Reading her book, one of the most emotional moments is when Nicola recounted her trip back to England to tell her 80-year-old mother she was transitioning from male to female. It didn’t go well. Nicola returned to New York with the sense that she'd ruptured the most precious relationship in her life. Yet, as the book progresses, we move through that transitioning relationship and we witness acceptance evolving within her mother.
The issue of dating is also broached in the memoir and she takes us through several intimate moments. Chase hadn't anticipated that, as she started to identify as a female, she would begin to feel attracted to men.
"It's like planets around the sun that never meet: sexual identity and gender. Sexuality was changing, gender was changing, but they were kind of evolving at the same time. There was never a time when, as a woman, I was attracted to women."
She discussed dating men with her therapist: when to disclose? There are a few tense moments in the book, when Chase takes us with her to hotel bars, to intimate moments, when she tries to pinpoint that moment at which she has to tell the truth.
"I often feel it's like the third date rule. Often in straight dating, come the third date and you might be discussing sexual partners or lifestyles or history; you've gone past the level of superficiality and you're into the meat of things. That's when I generally disclose my past, if they haven't figured it out already – and if we’ve even made it to the third date.”
"I have considered many metaphors for this process I am going through, but the concept of the phoenix is the one I like best."
It was a late spring afternoon in May 2015 when Chase launched Tea and Transition at Podunk tearoom, on Manhattan’s Lower East Side. Plates of cakes and pots of tea had been laid out for the small crowd and a hush descended as Nicola Jane Chase stood up to deliver a speech. Her mother was standing by her side.

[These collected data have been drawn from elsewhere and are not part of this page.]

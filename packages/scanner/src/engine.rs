//! The scan engine: fans providers out for one username, streams
//! completed results into the job record, and runs the addon pipeline
//! once every probe is terminal.
//!
//! Results are appended in completion order, not provider order.
//! Failures stay confined to their probe; a driver panic becomes a
//! `status: error` result at the task join. Cancellation and the
//! job-wide deadline fill every outstanding provider with a `cancelled`
//! result and fail the job.

use std::collections::HashMap;
use std::sync::Arc;
use std::time::Duration;

use futures::stream::{FuturesUnordered, StreamExt};
use tracing::{debug, info, warn};

use crate::addons::AddonPipeline;
use crate::jobs::JobRecord;
use crate::limits::RateController;
use crate::providers::{DriverSettings, Provider, ScanContext};
use crate::transport::Transport;
use crate::types::probe::ProbeResult;

/// Engine tuning.
#[derive(Debug, Clone)]
pub struct EngineConfig {
    /// Whole-job deadline; firing it cancels outstanding probes
    pub job_deadline: Duration,
}

impl Default for EngineConfig {
    fn default() -> Self {
        Self {
            job_deadline: Duration::from_secs(180),
        }
    }
}

/// Fans out providers under the rate controller and owns the addon
/// pipeline. One engine serves all jobs.
pub struct ScanEngine {
    transport: Arc<dyn Transport>,
    limiter: Arc<RateController>,
    settings: DriverSettings,
    addons: AddonPipeline,
    config: EngineConfig,
}

impl ScanEngine {
    pub fn new(transport: Arc<dyn Transport>, limiter: Arc<RateController>) -> Self {
        let addons = AddonPipeline::new(Arc::clone(&transport));
        Self {
            transport,
            limiter,
            settings: DriverSettings::default(),
            addons,
            config: EngineConfig::default(),
        }
    }

    pub fn with_settings(mut self, settings: DriverSettings) -> Self {
        self.settings = settings;
        self
    }

    pub fn with_addons(mut self, addons: AddonPipeline) -> Self {
        self.addons = addons;
        self
    }

    pub fn with_config(mut self, config: EngineConfig) -> Self {
        self.config = config;
        self
    }

    /// Run one scan to a terminal state. The job record is the only
    /// shared mutable state; every append happens under its lock.
    pub async fn run(
        &self,
        job: Arc<JobRecord>,
        providers: Vec<Arc<dyn Provider>>,
        references: Vec<Vec<u8>>,
    ) {
        if !job.set_running() {
            warn!(job_id = %job.id(), "job not in pending state, refusing to run");
            return;
        }

        let username = job.username().to_string();
        let cancel = job.cancel_token();
        let context = Arc::new(ScanContext {
            transport: Arc::clone(&self.transport),
            limiter: Arc::clone(&self.limiter),
            cancel: cancel.clone(),
            settings: self.settings.clone(),
        });

        info!(
            job_id = %job.id(),
            username = %username,
            providers = providers.len(),
            "scan starting"
        );

        let fanout: Vec<String> = providers.iter().map(|p| p.name().to_string()).collect();
        let urls: HashMap<String, String> = providers
            .iter()
            .map(|p| (p.name().to_string(), p.probe_url(&username)))
            .collect();

        let mut tasks = FuturesUnordered::new();
        for provider in providers {
            let context = Arc::clone(&context);
            let username = username.clone();
            let name = provider.name().to_string();
            let url = provider.probe_url(&username);
            let budget = provider.time_budget();

            let handle = tokio::spawn(async move {
                let probe_url = provider.probe_url(&username);
                match tokio::time::timeout(budget, provider.check(&context, &username)).await {
                    Ok(result) => result,
                    Err(_) => ProbeResult::failed(provider.name(), probe_url, "timeout"),
                }
            });

            tasks.push(async move { (name, url, handle.await) });
        }

        let deadline = tokio::time::sleep(self.config.job_deadline);
        tokio::pin!(deadline);
        let mut interrupted = false;

        while !tasks.is_empty() {
            tokio::select! {
                joined = tasks.next() => {
                    let Some((name, url, outcome)) = joined else { break };
                    let result = match outcome {
                        Ok(result) => result,
                        Err(err) if err.is_panic() => {
                            warn!(job_id = %job.id(), provider = %name, "driver panicked");
                            ProbeResult::failed(&name, url, "driver panicked")
                        }
                        Err(_) => ProbeResult::failed(&name, url, "cancelled"),
                    };
                    debug!(
                        job_id = %job.id(),
                        provider = %result.provider,
                        status = ?result.status,
                        "probe complete"
                    );
                    job.append_result(result);
                }
                _ = cancel.cancelled() => {
                    interrupted = true;
                    break;
                }
                _ = &mut deadline => {
                    info!(job_id = %job.id(), "job deadline reached");
                    cancel.cancel();
                    interrupted = true;
                    break;
                }
            }
        }

        if interrupted {
            for name in job.missing_providers(&fanout) {
                let url = urls.get(&name).cloned().unwrap_or_default();
                job.append_result(ProbeResult::failed(&name, url, "cancelled"));
            }
            job.finish_failed("cancelled");
            info!(job_id = %job.id(), "scan cancelled");
            return;
        }

        // every probe is terminal; enrich, write back, then freeze
        let mut results = job.results_snapshot();
        tokio::select! {
            _ = cancel.cancelled() => {
                job.finish_failed("cancelled");
                info!(job_id = %job.id(), "scan cancelled during enrichment");
                return;
            }
            _ = self.addons.run(&mut results, &references) => {}
        }

        job.replace_results(results);
        job.finish_done();

        let view = job.view(Some(0));
        info!(
            job_id = %job.id(),
            found = view.found_count,
            failed = view.failed_count,
            results = view.results_count,
            "scan complete"
        );
    }
}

"This was the time when I was the most open about who I am and what I've been through. The fact that my mother who, when I told her the first time, probably thought the world had ended not only came around to understanding who I am, but now is virtually my biggest supporter. To have that person who once didn't want to be seen with me, to be now standing right beside me, was a very magical moment."
Tea and Transition reveals how it feels to walk the transgender journey and how that journey isn't that of just one person.
"The people around the person: the husbands, the daughters, the fathers, the cousins, they do as much transitioning as I have done," says Chase. "Because they are dealing with somebody who once was a brother or a sister, a father or a mother, and they're not the same anymore. Other people have to come to terms with it as much as I've got to figure it out."
As our conversation draws to a close, I tell her I've been struck by her sense of confidence, the ease with which she embodies this new female role. It's almost as if there was something missing in Neil. She points out that she doesn't refer to her former self by name any longer.
"I have spoken to people who knew me 10 or 15 years ago, and I have said to them, 'Well, I never saw this coming,' and a couple of them said, 'Oh, I don't know … there was something there.'
"I don't think I was particularly good at being a man!" she adds, with a chuckle. "I was talking to a friend the other day; he said, 'But your mannerisms, your posture, are you working on it?' No, it's just who I am. These things are just natural to me. The sense of calm and peace and everything being right as a woman, is fabulous. It's almost overwhelming."
The original version of this interview "Transgender transcendence: RTHK presenter's memoir of transition after leaving Hong Kong" was published by the SCMP on January 8th, 2016.